Records drawn from a dataset

● ● ●

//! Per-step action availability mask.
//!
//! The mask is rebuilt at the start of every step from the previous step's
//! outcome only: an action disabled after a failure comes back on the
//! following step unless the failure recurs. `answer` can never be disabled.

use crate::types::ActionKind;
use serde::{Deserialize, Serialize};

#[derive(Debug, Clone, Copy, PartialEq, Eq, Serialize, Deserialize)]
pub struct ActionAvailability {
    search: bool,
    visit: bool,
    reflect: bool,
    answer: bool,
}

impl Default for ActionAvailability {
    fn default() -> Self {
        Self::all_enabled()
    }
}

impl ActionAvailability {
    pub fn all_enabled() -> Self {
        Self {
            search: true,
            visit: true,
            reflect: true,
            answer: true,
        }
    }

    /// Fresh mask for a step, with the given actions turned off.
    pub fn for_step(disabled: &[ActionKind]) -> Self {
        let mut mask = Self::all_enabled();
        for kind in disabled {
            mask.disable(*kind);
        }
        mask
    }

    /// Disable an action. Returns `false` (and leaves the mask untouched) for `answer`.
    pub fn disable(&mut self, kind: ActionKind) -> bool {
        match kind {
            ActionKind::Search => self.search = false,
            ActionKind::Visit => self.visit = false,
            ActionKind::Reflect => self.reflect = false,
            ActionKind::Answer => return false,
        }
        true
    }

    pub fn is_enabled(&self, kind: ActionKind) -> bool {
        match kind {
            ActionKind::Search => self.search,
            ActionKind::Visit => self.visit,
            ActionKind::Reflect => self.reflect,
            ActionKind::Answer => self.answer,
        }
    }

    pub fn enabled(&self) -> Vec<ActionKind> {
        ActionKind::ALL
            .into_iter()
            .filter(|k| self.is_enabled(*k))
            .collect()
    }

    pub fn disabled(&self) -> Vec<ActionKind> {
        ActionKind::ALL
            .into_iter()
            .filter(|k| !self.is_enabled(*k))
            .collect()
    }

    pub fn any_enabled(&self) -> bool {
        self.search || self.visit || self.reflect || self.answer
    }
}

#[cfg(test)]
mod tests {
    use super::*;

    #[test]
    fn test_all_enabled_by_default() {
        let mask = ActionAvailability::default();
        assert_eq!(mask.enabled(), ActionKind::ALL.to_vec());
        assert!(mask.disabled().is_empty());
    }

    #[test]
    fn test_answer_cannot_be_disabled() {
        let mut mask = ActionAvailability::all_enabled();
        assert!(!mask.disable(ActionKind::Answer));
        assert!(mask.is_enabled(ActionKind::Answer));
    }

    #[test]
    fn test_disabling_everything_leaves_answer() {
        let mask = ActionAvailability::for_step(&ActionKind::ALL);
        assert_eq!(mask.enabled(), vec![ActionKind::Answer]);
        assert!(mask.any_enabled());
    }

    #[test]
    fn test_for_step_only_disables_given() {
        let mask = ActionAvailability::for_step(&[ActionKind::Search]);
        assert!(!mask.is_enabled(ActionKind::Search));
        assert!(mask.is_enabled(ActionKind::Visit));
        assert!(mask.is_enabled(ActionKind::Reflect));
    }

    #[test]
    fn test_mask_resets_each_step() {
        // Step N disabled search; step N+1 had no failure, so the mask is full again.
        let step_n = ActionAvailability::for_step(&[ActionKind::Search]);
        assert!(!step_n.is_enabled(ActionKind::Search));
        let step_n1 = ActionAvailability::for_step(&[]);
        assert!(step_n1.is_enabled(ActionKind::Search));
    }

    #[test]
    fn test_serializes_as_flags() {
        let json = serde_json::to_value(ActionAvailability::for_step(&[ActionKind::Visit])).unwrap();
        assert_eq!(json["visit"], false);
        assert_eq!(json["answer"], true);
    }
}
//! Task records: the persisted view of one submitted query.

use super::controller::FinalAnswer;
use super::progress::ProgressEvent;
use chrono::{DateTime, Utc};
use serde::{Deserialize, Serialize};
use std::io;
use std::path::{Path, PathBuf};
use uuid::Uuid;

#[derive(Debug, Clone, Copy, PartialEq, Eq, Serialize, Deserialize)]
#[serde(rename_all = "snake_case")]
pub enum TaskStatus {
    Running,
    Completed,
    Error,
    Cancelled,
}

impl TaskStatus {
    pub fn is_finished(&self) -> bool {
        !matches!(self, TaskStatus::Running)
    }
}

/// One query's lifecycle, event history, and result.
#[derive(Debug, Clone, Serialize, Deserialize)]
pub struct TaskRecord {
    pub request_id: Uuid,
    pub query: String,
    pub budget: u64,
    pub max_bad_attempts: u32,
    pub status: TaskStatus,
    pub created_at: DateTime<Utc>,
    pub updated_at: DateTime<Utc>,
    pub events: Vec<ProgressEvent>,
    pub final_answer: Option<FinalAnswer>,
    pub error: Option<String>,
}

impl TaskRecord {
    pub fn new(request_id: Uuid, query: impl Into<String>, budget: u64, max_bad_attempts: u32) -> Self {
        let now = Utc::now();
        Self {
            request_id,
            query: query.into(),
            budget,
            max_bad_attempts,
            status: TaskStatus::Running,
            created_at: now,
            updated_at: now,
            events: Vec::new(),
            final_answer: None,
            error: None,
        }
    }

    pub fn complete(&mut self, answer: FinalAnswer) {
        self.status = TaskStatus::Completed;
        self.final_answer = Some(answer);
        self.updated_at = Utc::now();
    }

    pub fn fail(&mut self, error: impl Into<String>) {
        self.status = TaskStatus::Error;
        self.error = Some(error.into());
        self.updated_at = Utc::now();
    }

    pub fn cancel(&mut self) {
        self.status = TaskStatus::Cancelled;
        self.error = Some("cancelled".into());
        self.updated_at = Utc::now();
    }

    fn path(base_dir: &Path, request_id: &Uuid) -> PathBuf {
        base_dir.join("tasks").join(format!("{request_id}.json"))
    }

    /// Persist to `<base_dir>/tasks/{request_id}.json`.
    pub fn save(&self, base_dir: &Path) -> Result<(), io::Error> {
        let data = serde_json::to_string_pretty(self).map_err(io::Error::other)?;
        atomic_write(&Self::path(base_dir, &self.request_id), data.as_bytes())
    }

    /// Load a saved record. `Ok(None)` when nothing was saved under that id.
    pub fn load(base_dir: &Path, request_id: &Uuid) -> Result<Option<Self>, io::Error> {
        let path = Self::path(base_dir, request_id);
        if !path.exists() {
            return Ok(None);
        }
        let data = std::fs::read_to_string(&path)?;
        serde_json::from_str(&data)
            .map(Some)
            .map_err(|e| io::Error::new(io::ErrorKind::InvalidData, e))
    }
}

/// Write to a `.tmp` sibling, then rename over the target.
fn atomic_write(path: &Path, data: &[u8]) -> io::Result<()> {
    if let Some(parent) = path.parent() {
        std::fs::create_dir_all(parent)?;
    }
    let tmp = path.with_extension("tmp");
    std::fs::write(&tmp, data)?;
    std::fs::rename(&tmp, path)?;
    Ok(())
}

● ● ●

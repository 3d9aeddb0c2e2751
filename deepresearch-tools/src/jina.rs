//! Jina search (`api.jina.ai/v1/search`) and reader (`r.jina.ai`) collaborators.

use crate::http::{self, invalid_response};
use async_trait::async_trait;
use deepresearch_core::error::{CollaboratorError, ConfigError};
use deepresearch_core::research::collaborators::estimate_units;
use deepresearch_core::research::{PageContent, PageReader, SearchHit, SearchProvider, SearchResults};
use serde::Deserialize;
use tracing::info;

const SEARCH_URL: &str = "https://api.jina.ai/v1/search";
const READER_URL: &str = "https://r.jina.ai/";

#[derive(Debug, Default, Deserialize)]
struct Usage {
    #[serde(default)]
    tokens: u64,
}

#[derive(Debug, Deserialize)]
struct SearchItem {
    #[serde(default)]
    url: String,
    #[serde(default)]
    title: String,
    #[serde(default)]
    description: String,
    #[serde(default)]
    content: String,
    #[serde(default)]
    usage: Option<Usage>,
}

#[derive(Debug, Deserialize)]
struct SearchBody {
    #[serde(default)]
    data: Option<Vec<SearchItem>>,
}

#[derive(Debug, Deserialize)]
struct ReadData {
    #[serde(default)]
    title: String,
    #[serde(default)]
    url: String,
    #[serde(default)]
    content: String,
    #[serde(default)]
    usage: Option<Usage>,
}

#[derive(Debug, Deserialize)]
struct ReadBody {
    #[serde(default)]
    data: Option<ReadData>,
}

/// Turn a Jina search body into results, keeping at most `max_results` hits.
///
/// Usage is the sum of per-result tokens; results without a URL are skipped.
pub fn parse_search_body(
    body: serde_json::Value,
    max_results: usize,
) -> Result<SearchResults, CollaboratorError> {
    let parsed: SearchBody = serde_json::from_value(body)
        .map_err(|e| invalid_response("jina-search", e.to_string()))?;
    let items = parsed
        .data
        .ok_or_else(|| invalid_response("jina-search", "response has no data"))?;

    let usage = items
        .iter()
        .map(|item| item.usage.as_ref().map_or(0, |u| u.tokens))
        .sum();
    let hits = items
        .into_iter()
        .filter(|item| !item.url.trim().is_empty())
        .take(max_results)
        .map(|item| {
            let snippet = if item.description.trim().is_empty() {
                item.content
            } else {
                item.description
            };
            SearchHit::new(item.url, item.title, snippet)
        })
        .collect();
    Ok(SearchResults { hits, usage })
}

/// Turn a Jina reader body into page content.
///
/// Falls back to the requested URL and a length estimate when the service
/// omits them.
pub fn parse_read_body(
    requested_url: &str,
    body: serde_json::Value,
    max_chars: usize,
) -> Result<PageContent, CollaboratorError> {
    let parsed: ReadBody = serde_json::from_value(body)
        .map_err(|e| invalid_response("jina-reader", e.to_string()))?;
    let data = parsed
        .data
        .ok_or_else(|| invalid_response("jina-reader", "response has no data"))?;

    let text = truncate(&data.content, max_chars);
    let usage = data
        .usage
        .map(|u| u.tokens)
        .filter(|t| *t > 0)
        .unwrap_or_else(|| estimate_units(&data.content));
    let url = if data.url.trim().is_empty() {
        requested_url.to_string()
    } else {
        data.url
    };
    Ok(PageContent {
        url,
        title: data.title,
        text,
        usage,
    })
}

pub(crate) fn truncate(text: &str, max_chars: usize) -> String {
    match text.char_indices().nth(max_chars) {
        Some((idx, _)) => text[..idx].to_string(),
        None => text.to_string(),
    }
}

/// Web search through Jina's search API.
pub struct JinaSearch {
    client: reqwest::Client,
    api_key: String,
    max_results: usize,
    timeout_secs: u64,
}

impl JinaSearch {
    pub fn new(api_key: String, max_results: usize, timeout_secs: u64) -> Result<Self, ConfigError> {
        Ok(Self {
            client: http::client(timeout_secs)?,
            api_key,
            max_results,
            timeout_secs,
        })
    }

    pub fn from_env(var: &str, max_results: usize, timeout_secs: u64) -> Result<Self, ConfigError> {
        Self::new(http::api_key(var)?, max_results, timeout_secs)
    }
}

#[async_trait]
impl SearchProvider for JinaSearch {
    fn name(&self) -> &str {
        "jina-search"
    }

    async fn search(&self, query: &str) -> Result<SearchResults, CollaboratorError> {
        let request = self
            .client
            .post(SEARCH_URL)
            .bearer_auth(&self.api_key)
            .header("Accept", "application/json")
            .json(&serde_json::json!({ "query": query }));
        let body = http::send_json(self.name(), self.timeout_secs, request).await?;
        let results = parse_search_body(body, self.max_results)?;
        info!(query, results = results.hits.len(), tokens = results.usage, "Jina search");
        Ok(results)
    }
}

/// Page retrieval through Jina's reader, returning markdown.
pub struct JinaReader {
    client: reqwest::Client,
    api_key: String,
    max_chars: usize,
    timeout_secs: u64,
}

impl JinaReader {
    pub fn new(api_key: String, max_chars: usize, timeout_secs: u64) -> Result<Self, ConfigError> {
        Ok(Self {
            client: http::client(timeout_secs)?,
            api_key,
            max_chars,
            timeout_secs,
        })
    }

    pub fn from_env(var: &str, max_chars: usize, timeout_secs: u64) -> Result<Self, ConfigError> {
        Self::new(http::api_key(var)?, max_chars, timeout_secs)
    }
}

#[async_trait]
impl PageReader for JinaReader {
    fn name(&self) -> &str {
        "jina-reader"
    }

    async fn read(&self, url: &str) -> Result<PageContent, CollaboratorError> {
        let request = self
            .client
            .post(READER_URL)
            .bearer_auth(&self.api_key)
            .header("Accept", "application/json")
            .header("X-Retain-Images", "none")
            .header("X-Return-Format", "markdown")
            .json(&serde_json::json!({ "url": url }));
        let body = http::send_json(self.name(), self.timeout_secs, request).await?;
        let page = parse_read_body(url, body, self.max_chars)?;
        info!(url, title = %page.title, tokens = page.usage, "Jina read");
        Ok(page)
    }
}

● ● ●

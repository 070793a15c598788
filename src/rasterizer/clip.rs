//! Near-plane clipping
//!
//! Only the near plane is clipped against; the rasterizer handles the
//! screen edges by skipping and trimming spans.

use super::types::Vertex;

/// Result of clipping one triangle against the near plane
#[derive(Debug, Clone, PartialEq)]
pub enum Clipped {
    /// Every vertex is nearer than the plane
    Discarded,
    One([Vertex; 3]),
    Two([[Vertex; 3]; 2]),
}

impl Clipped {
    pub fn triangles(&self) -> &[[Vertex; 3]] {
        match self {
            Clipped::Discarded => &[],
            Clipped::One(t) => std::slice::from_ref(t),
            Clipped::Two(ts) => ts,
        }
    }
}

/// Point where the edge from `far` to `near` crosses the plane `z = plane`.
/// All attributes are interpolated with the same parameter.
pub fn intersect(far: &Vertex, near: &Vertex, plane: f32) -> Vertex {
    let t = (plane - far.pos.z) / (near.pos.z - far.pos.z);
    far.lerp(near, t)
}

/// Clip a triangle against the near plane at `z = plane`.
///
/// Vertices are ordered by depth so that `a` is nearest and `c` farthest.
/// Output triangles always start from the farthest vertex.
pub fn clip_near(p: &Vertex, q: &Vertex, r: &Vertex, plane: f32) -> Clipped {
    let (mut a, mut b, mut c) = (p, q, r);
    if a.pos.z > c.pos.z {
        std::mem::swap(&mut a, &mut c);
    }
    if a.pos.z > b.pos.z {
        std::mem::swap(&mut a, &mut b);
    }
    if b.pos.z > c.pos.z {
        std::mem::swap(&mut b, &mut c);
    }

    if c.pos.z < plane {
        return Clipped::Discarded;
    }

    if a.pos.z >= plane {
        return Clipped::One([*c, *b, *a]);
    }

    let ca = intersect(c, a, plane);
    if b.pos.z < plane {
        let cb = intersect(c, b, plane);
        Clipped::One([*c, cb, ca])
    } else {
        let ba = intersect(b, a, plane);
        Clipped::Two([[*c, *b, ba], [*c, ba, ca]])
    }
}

● ● ●

Problem details
Pull every line containing "Uuid" out of the data above.

Your response
use uuid::Uuid;
    pub request_id: Uuid,
    pub fn new(request_id: Uuid, query: impl Into<String>, budget: u64, max_bad_attempts: u32) -> Self {
    fn path(base_dir: &Path, request_id: &Uuid) -> PathBuf {
    pub fn load(base_dir: &Path, request_id: &Uuid) -> Result<Option<Self>, io::Error> {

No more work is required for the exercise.